Five years of financial data tell a clear story about where FedEx has been. Revenue climbed from $84.0 billion in 2021 to a peak of $93.5 billion in 2022, then fell back and has stayed flat, sitting at $87.9 billion in 2025. That peak came during the pandemic shipping boom. The retreat since then reflects a real slowdown: fewer priority packages, weaker industrial demand, and the loss of a major contract.
Cash generation has followed the same downward path. Operating cash flow was $10.1 billion in 2021. By 2025 it had dropped to $7.0 billion. That is a meaningful decline for a company that needs large amounts of cash to maintain planes, trucks, and sorting facilities around the world. Net debt has stayed at $13.6 billion for three of the last five years, meaning the company has not paid down its borrowings even as cash flow has weakened.
FedEx has been running a major cost-cutting program called DRIVE since 2023. The idea is to merge overlapping networks, reduce routes, cut back-office staff, and make the whole system run more efficiently. This is not a small effort. The company has spent $1.6 billion on restructuring costs through 2025. In 2025 alone, it spent $756 million on DRIVE and related optimization work. The company expects $1 billion in additional cost savings from DRIVE in 2026. Whether those savings arrive as promised is one of the central questions hanging over the next few years.
In December 2024, FedEx announced it would spin off FedEx Freight into its own separate publicly traded company by June 2026. FedEx Freight is the largest less-than-truckload freight carrier in the United States. Separating it is a significant structural change. It means the company that remains after the split will be almost entirely focused on package delivery, both by air and ground, under the Federal Express name.
The risks facing FedEx are specific and documented. The single largest demand shock in recent years was the loss of the US Postal Service contract, which expired on September 29, 2024. That one contract had generated enough volume that losing it caused US freight volume to drop 44 percent.
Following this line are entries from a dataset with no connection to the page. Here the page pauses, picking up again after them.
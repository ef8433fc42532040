use crate::{pow::meets_difficulty, Block};
use rayon::prelude::*;
use std::sync::atomic::{AtomicBool, Ordering};
use tracing::debug;

/// Searches nonces in parallel until the header hash has at least `difficulty`
/// leading zero hex digits. Returns the sealed block, or `None` if `cancel` was
/// raised first.
///
/// Unlike [`crate::pow::mine_block`] the winning nonce is whichever thread gets
/// there first, not necessarily the smallest one.
pub fn mine_block_parallel(block: Block, difficulty: u32, cancel: &AtomicBool) -> Option<Block> {
    // Only the nonce varies between attempts.
    let base_header = block.header;

    let found = (base_header.nonce..u64::MAX)
        .into_par_iter()
        .find_any(|nonce| {
            if cancel.load(Ordering::Relaxed) {
                return true;
            }
            let mut h = base_header;
            h.nonce = *nonce;
            meets_difficulty(&h.hash(), difficulty)
        })?;

    if cancel.load(Ordering::Relaxed) {
        return None;
    }

    let mut final_header = base_header;
    final_header.nonce = found;
    let mined = Block::from_parts(final_header, block.txs);
    debug!(
        index = mined.header.index,
        nonce = found,
        hash = %crate::hash_hex(&mined.hash),
        "mined block in parallel"
    );
    Some(mined)
}

#[cfg(test)]
mod tests {
    use super::*;
    use crate::Transaction;

    #[test]
    fn parallel_search_meets_difficulty() {
        let block = Block::new(3, [4u8; 32], vec![Transaction::new("Alice", "Bob", 2)]);
        let cancel = AtomicBool::new(false);
        let mined = mine_block_parallel(block.clone(), 3, &cancel).expect("not cancelled");
        assert!(meets_difficulty(&mined.hash, 3));
        assert!(mined.is_sealed());
        assert_eq!(mined.header.previous_hash, block.header.previous_hash);
        assert_eq!(mined.txs, block.txs);
    }

    #[test]
    fn parallel_search_stops_when_cancelled() {
        let block = Block::new(3, [4u8; 32], vec![]);
        let cancel = AtomicBool::new(true);
        assert!(mine_block_parallel(block, 64, &cancel).is_none());
    }
}
//! Sieve Experiment CLI.
//!
//! Commands:
//! - count: Count primes with the actor pipeline
//! - sum: Run the fork/join reciprocal sum
//! - grid: Sweep limits × shard capacities × trials and save results

use std::path::{Path, PathBuf};

use anyhow::Result;
use chrono::Local;
use clap::{Parser, Subcommand};
use tracing::{info, Level};
use tracing_subscriber::FmtSubscriber;

use sieve_experiment::config::ExperimentConfig;
use sieve_experiment::experiment::ExperimentRunner;
use sieve_experiment::results::format_duration;

/// Generate a timestamped output path from the given path.
/// e.g., "results.json" -> "results-20260108-010530.json"
fn timestamped_path(path: &Path) -> PathBuf {
    let timestamp = Local::now().format("%Y%m%d-%H%M%S");
    let stem = path.file_stem().and_then(|s| s.to_str()).unwrap_or("results");
    let ext = path.extension().and_then(|s| s.to_str()).unwrap_or("json");
    let parent = path.parent().unwrap_or(std::path::Path::new("."));
    parent.join(format!("{}-{}.{}", stem, timestamp, ext))
}

#[derive(Parser)]
#[command(name = "sieve-experiment")]
#[command(version)]
#[command(about = "Actor-pipeline sieve and fork/join reciprocal sum experiments")]
struct Cli {
    /// JSON configuration file
    #[arg(long, env = "SIEVE_CONFIG")]
    config: Option<PathBuf>,

    /// Enable verbose logging
    #[arg(short, long)]
    verbose: bool,

    #[command(subcommand)]
    command: Commands,
}

#[derive(Subcommand)]
enum Commands {
    /// Count primes up to a limit
    Count {
        /// Inclusive upper bound
        #[arg(long, allow_negative_numbers = true)]
        limit: i64,

        /// Primes per shard actor (overrides config)
        #[arg(long)]
        capacity: Option<usize>,

        /// Check the count against the sequential sieve
        #[arg(long)]
        verify: bool,
    },

    /// Sum reciprocals of a generated array
    Sum {
        /// Number of elements
        #[arg(long, default_value = "1000000")]
        len: usize,

        /// Sub-ranges per split (overrides config)
        #[arg(long)]
        tasks: Option<usize>,

        /// Sequential threshold (overrides config)
        #[arg(long)]
        threshold: Option<usize>,

        /// Random seed for the input
        #[arg(long, default_value = "0")]
        seed: u64,
    },

    /// Run grid experiment
    Grid {
        /// Limits to sieve (comma-separated)
        #[arg(long, default_value = "10000,100000", value_delimiter = ',')]
        limits: Vec<i64>,

        /// Shard capacities to test (comma-separated)
        #[arg(long, default_value = "10,100,1000", value_delimiter = ',')]
        capacities: Vec<usize>,

        /// Number of trials per configuration
        #[arg(long, default_value = "3")]
        trials: usize,

        /// Check every count against the sequential sieve
        #[arg(long)]
        verify: bool,

        /// Output file for results
        #[arg(long, default_value = "results.json")]
        output: PathBuf,
    },
}

#[tokio::main]
async fn main() -> Result<()> {
    let cli = Cli::parse();

    // Set up logging
    let level = if cli.verbose { Level::DEBUG } else { Level::INFO };
    FmtSubscriber::builder()
        .with_max_level(level)
        .with_target(false)
        .compact()
        .init();

    let mut config = match &cli.config {
        Some(path) => ExperimentConfig::load(path)?,
        None => ExperimentConfig::default(),
    };

    match cli.command {
        Commands::Count {
            limit,
            capacity,
            verify,
        } => {
            if let Some(capacity) = capacity {
                config.sieve.shard_capacity = capacity;
            }

            let runner = ExperimentRunner::new(config)?;
            let result = runner.run_count(limit, verify).await?;
            let report = &result.report;

            println!("\n=== Sieve Result ===");
            println!("Limit: {}", report.limit);
            println!("Primes: {}", report.prime_count);
            println!("Shard capacity: {}", report.shard_capacity);
            println!("Actors: {}", report.actor_count);
            println!("Elapsed: {}", format_duration(report.elapsed_ms));
            match result.verified() {
                Some(true) => println!("Verified against sequential sieve"),
                Some(false) => println!("MISMATCH against sequential sieve"),
                None => {}
            }

            if let Some(tail) = report.shard_sizes.last() {
                println!("Tail shard fill: {}/{}", tail, report.shard_capacity);
            }
        }

        Commands::Sum {
            len,
            tasks,
            threshold,
            seed,
        } => {
            if let Some(threshold) = threshold {
                config.reduction.sequential_threshold = threshold;
            }
            let task_count = tasks.unwrap_or(config.reduction.task_count);

            let runner = ExperimentRunner::new(config)?;
            let result = runner.run_sum(len, task_count, seed).await?;

            println!("\n=== Reciprocal Sum ===");
            println!("Elements: {}", result.len);
            println!("Tasks: {}", result.task_count);
            println!("Threshold: {}", result.sequential_threshold);
            println!(
                "Parallel:   {:.12} ({})",
                result.parallel,
                format_duration(result.parallel_ms)
            );
            println!(
                "Sequential: {:.12} ({})",
                result.sequential,
                format_duration(result.sequential_ms)
            );
            println!("Difference: {:e}", result.abs_diff());
        }

        Commands::Grid {
            limits,
            capacities,
            trials,
            verify,
            output,
        } => {
            info!(
                limits = ?limits,
                capacities = ?capacities,
                trials = trials,
                "Starting grid experiment"
            );

            let runner = ExperimentRunner::new(config)?;
            let results = runner.run_grid(&limits, &capacities, trials, verify).await?;

            let output_path = timestamped_path(&output);
            results.save(&output_path)?;

            println!("\n=== Grid Experiment Complete ===");
            println!("Results saved to: {}", output_path.display());
            println!("\nSummary:");

            let mut keys: Vec<_> = results.summary.keys().collect();
            keys.sort();
            for key in keys {
                let summary = &results.summary[key];
                println!(
                    "  {}: primes={}, actors={}, avg={:.1}ms (±{:.1}), consistent={}",
                    key,
                    summary.prime_count,
                    summary.actor_count,
                    summary.avg_elapsed_ms,
                    summary.avg_elapsed_ms_se,
                    summary.consistent
                );
            }
        }
    }

    Ok(())
}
Priority package volumes fell 12 percent in 2025, and FedEx Freight shipments dropped 4 percent. These are not projections. They already happened.
Beyond the USPS loss, FedEx faces several other pressures. Its pilots have not agreed to a new contract, and ongoing negotiations with the Air Line Pilots Association could result in higher labor costs or disruptions. The company is also dealing with unexpected legal costs tied to international regulatory matters and legacy FedEx Ground lawsuits, which added $88 million in net expenses in 2025 alone. On top of that, rising tariffs on US imports could reduce global trade volumes, directly cutting the number of shipments FedEx handles. The company itself said in its filings that increased tariffs may lead to reduced customer demand for its services.